Les charges peuvent être ainsi évaluées au vu des pièces produites :

— pension alimentaire : 314,96 €

— loyer : 436,26 €

— taxe d’habitation : 751 € : 12 = 62,58 €

— IRPP : 1.035 € : 12 = 86,25 €

— Assurances automobile, habitation

protection juridique : 415,06 € : 12 = 34,60 €

— mutuelle : 93,90 €

— gaz : 620 € : 12 = 51,67 €

— téléphone : 44,90 €

— assurance décès, invalidité : 59,39 € : 3 = 19,80 €

total : 1.144,92 €

soit une différence de 713,33 €. M. Y ne peut soutenir être insolvable, il dispose d’un disponible supérieur à ce qui est par exemple retenu par la Commission de surendettement au titre des frais mensuels d’hygiène, habillement, alimentation pour une personne (400 € environ). M. Y aura un revenu supplémentaire dès que l’enfant du couple aura un emploi, ce dont il n’est pas justifié à aujourd’hui, il ne peut donc être tenu compte dans le disponible du montant de la pension versée.

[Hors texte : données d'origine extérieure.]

//! Transfer progress bar
//!
//! Chunked transfers report a running byte total after every step; the bar
//! shows it with throughput and ETA.

use indicatif::{ProgressBar, ProgressDrawTarget, ProgressStyle};
use std::time::{Duration, Instant};

const BAR_TEMPLATE: &str =
    "{prefix:.bold.dim} [{bar:40.green/white}] {bytes}/{total_bytes} ({bytes_per_sec}, ETA {eta})";

/// Progress display for a single file transfer
pub struct TransferProgress {
    bar: ProgressBar,
    start_time: Instant,
    enabled: bool,
}

impl TransferProgress {
    /// Create a visible bar for a transfer of `total_bytes`
    pub fn new(label: &str, total_bytes: u64) -> Self {
        let bar = ProgressBar::new(total_bytes);
        bar.set_style(
            ProgressStyle::default_bar()
                .template(BAR_TEMPLATE)
                .unwrap_or_else(|_| ProgressStyle::default_bar())
                .progress_chars("=> "),
        );
        bar.set_prefix(label.to_string());

        Self {
            bar,
            start_time: Instant::now(),
            enabled: true,
        }
    }

    /// Create a hidden bar (quiet mode, atomic transfers)
    pub fn disabled(total_bytes: u64) -> Self {
        let bar = ProgressBar::with_draw_target(Some(total_bytes), ProgressDrawTarget::hidden());
        Self {
            bar,
            start_time: Instant::now(),
            enabled: false,
        }
    }

    /// Record the cumulative bytes copied so far
    pub fn update(&self, bytes_copied: u64) {
        self.bar.set_position(bytes_copied);
    }

    /// Bytes shown so far
    pub fn position(&self) -> u64 {
        self.bar.position()
    }

    /// Total bytes expected
    pub fn total(&self) -> u64 {
        self.bar.length().unwrap_or(0)
    }

    /// Completion percentage; an empty transfer counts as done once finished
    pub fn percentage(&self) -> f64 {
        match self.total() {
            0 => 0.0,
            total => (self.position() as f64 / total as f64) * 100.0,
        }
    }

    /// Get elapsed time
    pub fn elapsed(&self) -> Duration {
        self.start_time.elapsed()
    }

    /// Get current throughput in bytes/second
    pub fn throughput(&self) -> f64 {
        let elapsed = self.elapsed().as_secs_f64();
        if elapsed > 0.0 {
            self.position() as f64 / elapsed
        } else {
            0.0
        }
    }

    /// Finish with a success message
    pub fn finish_success(&self, message: &str) {
        self.bar.finish_with_message(format!("✓ {}", message));
    }

    /// Leave the bar where it stopped
    pub fn finish_error(&self, message: &str) {
        self.bar.abandon_with_message(format!("✗ {}", message));
    }

    /// Check if the bar is drawn
    pub fn is_enabled(&self) -> bool {
        self.enabled
    }

    /// One-line summary for the end of a transfer
    pub fn summary_line(&self) -> String {
        format!(
            "{} in {:.1?} ({}/s)",
            humansize::format_size(self.position(), humansize::BINARY),
            self.elapsed(),
            humansize::format_size(self.throughput() as u64, humansize::BINARY)
        )
    }
}
#[cfg(test)]
mod tests {
    use super::*;
    use crate::error::ResultCode;
    use crate::fs::{ReadStream, WriteStream};
    use std::io;
    use tempfile::TempDir;

    fn create_test_file(dir: &Path, name: &str, size: usize) -> PathBuf {
        let path = dir.join(name);
        let content: Vec<u8> = (0..size).map(|i| (i % 251) as u8).collect();
        std::fs::write(&path, content).unwrap();
        path
    }

    fn leftovers(dir: &Path) -> Vec<PathBuf> {
        std::fs::read_dir(dir)
            .unwrap()
            .map(|e| e.unwrap().path())
            .collect()
    }

    /// Provider whose writers fail on every write
    struct BrokenWrites;

    struct BrokenWriter;

    impl WriteStream for BrokenWriter {
        fn write_all(&mut self, _buf: &[u8]) -> io::Result<()> {
            Err(io::Error::new(io::ErrorKind::Other, "injected write failure"))
        }
        fn flush(&mut self) -> io::Result<()> {
            Ok(())
        }
        fn sync(&mut self) -> io::Result<()> {
            Ok(())
        }
    }

    impl StreamProvider for BrokenWrites {
        fn open_read(&self, path: &Path) -> io::Result<Box<dyn ReadStream>> {
            LocalStreams::default().open_read(path)
        }
        fn create_write(&self, path: &Path) -> io::Result<Box<dyn WriteStream>> {
            // Leave a real file behind so cleanup is observable
            std::fs::File::create(path)?;
            Ok(Box::new(BrokenWriter))
        }
    }

    #[test]
    fn test_copy_atomically() {
        let src_dir = TempDir::new().unwrap();
        let dst_dir = TempDir::new().unwrap();
        let src = create_test_file(src_dir.path(), "data.bin", 300_000);

        let object = FileSystemObject::new(&src);
        let written = copy_atomically(&object, dst_dir.path(), None).unwrap();

        assert_eq!(written, 300_000);
        assert_eq!(
            std::fs::read(dst_dir.path().join("data.bin")).unwrap(),
            std::fs::read(&src).unwrap()
        );
        assert!(src.exists());
        assert_eq!(leftovers(dst_dir.path()).len(), 1);
    }

    #[test]
    fn test_copy_with_new_name() {
        let src_dir = TempDir::new().unwrap();
        let dst_dir = TempDir::new().unwrap();
        let src = create_test_file(src_dir.path(), "data.bin", 10);

        let object = FileSystemObject::new(&src);
        copy_atomically(&object, dst_dir.path(), Some("renamed.bin")).unwrap();
        assert!(dst_dir.path().join("renamed.bin").exists());
    }

    #[test]
    fn test_copy_empty_file() {
        let src_dir = TempDir::new().unwrap();
        let dst_dir = TempDir::new().unwrap();
        let src = create_test_file(src_dir.path(), "empty", 0);

        let written = copy_atomically(&FileSystemObject::new(&src), dst_dir.path(), None).unwrap();
        assert_eq!(written, 0);
        assert!(dst_dir.path().join("empty").exists());
    }

    #[test]
    fn test_copy_refuses_existing_destination() {
        let src_dir = TempDir::new().unwrap();
        let dst_dir = TempDir::new().unwrap();
        let src = create_test_file(src_dir.path(), "data.bin", 100);
        std::fs::write(dst_dir.path().join("data.bin"), b"keep me").unwrap();

        let err = copy_atomically(&FileSystemObject::new(&src), dst_dir.path(), None).unwrap_err();
        assert_eq!(err.code(), ResultCode::AlreadyExists);
        assert_eq!(std::fs::read(dst_dir.path().join("data.bin")).unwrap(), b"keep me");
    }

    #[test]
    fn test_missing_source() {
        let dir = TempDir::new().unwrap();
        let object = FileSystemObject::new(dir.path().join("nope"));
        let err = copy_atomically(&object, dir.path(), Some("x")).unwrap_err();
        assert_eq!(err.code(), ResultCode::NotFound);
    }

    #[test]
    fn test_failed_copy_leaves_no_destination() {
        let src_dir = TempDir::new().unwrap();
        let dst_dir = TempDir::new().unwrap();
        let src = create_test_file(src_dir.path(), "data.bin", 50_000);

        let err = transfer_atomically(
            &FileSystemObject::new(&src),
            dst_dir.path(),
            None,
            TransferMode::Copy,
            &TransferOptions::default(),
            &BrokenWrites,
        )
        .unwrap_err();

        assert_eq!(err.code(), ResultCode::IoError);
        assert!(leftovers(dst_dir.path()).is_empty());
        assert!(src.exists());
    }

    #[test]
    fn test_failed_move_keeps_source() {
        let src_dir = TempDir::new().unwrap();
        let dst_dir = TempDir::new().unwrap();
        let src = create_test_file(src_dir.path(), "data.bin", 50_000);
        let before = std::fs::read(&src).unwrap();

        let options = TransferOptions {
            rename_within_volume: false,
            ..Default::default()
        };
        let err = transfer_atomically(
            &FileSystemObject::new(&src),
            dst_dir.path(),
            Some("moved.bin"),
            TransferMode::Move,
            &options,
            &BrokenWrites,
        )
        .unwrap_err();

        assert_eq!(err.code(), ResultCode::IoError);
        assert_eq!(std::fs::read(&src).unwrap(), before);
        assert!(leftovers(dst_dir.path()).is_empty());
    }

    #[test]
    fn test_move_by_copy_and_delete() {
        let src_dir = TempDir::new().unwrap();
        let dst_dir = TempDir::new().unwrap();
        let src = create_test_file(src_dir.path(), "data.bin", 70_000);
        let before = std::fs::read(&src).unwrap();

        let options = TransferOptions {
            rename_within_volume: false,
            ..Default::default()
        };
        let moved = transfer_atomically(
            &FileSystemObject::new(&src),
            dst_dir.path(),
            None,
            TransferMode::Move,
            &options,
            &LocalStreams::default(),
        )
        .unwrap();

        assert_eq!(moved, 70_000);
        assert!(!src.exists());
        assert_eq!(std::fs::read(dst_dir.path().join("data.bin")).unwrap(), before);
    }

    /// Opens the source, then moves it aside and leaves a non-empty
    /// directory at its path so the final unlink fails
    struct SourceReplacedAfterOpen;

    impl StreamProvider for SourceReplacedAfterOpen {
        fn open_read(&self, path: &Path) -> io::Result<Box<dyn ReadStream>> {
            let reader = LocalStreams::default().open_read(path)?;
            std::fs::rename(path, path.with_extension("aside"))?;
            std::fs::create_dir(path)?;
            std::fs::write(path.join("keep"), b"x")?;
            Ok(reader)
        }
        fn create_write(&self, path: &Path) -> io::Result<Box<dyn WriteStream>> {
            LocalStreams::default().create_write(path)
        }
    }

    #[test]
    fn test_move_rolls_back_when_source_cannot_be_removed() {
        let src_dir = TempDir::new().unwrap();
        let dst_dir = TempDir::new().unwrap();
        let src = create_test_file(src_dir.path(), "data.bin", 70_000);
        let before = std::fs::read(&src).unwrap();

        let options = TransferOptions {
            rename_within_volume: false,
            ..Default::default()
        };
        let result = transfer_atomically(
            &FileSystemObject::new(&src),
            dst_dir.path(),
            None,
            TransferMode::Move,
            &options,
            &SourceReplacedAfterOpen,
        );

        assert!(result.is_err());
        assert!(leftovers(dst_dir.path()).is_empty());
        assert_eq!(std::fs::read(src.with_extension("aside")).unwrap(), before);
    }

    #[test]
    fn test_move_atomically_same_volume() {
        let dir = TempDir::new().unwrap();
        let src = create_test_file(dir.path(), "data.bin", 1234);
        std::fs::create_dir(dir.path().join("out")).unwrap();

        let object = FileSystemObject::new(&src);
        let moved = move_atomically(&object, &dir.path().join("out"), None).unwrap();

        assert_eq!(moved, 1234);
        assert!(!src.exists());
        assert_eq!(std::fs::metadata(dir.path().join("out/data.bin")).unwrap().len(), 1234);
    }

    #[test]
    fn test_copy_directory_creates_folder() {
        let src_dir = TempDir::new().unwrap();
        let dst_dir = TempDir::new().unwrap();
        let folder = src_dir.path().join("photos");
        std::fs::create_dir(&folder).unwrap();
        create_test_file(&folder, "a.jpg", 10);

        copy_atomically(&FileSystemObject::new(&folder), dst_dir.path(), None).unwrap();
        let created = dst_dir.path().join("photos");
        assert!(created.is_dir());
        assert!(leftovers(&created).is_empty());
    }

    #[test]
    fn test_remove_and_make_writable() {
        let dir = TempDir::new().unwrap();
        let src = create_test_file(dir.path(), "data.bin", 10);
        let object = FileSystemObject::new(&src);

        assert!(make_writable(&object, false));
        assert!(make_writable(&object, true));
        remove(&object).unwrap();
        assert!(!src.exists());
        assert_eq!(remove(&object).unwrap_err().code(), ResultCode::NotFound);
    }
}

Mme X justifie avoir versé une somme de 20.000 € à la société CGL, elle est fondée à demander à M. Y, co-emprunteur solidaire, de lui payer la moitié de la somme qu’elle a versée soit 10.000 €. Le jugement sera infirmé et M. C Y sera condamné à payer la somme de 10.000 € à Mme A X.

**

Le jugement entrepris sera également infirmé en ses dispositions relatives aux indemnités de procédure et dépens de première instance. M. Y supportera les dépens des procédures de première instance et d’appel, il devra verser à Mme X une indemnité de procédure d’un montant de 2.000 € pour ses frais irrépétibles de première instance et d’appel.

PAR CES MOTIFS

LA COUR,

Statuant publiquement et contradictoirement,

Infirme le jugement rendu le 10 décembre 2013 par le tribunal de grande instance d’Evreux en toutes ses dispositions ;

Statuant à nouveau et y ajoutant :

Condamne M. C Y à payer à Mme A X :

— la somme de 10.000 € à titre principal

— la somme de 2.000 € sur le fondement des dispositions de l’article 700 du code de procédure civile ;

Condamne M. C Y aux entiers dépens des procédures de première instance et d’appel avec droit de recouvrement direct au profit des avocats de la cause conformément aux dispositions de l’article 699 du code de procédure civile.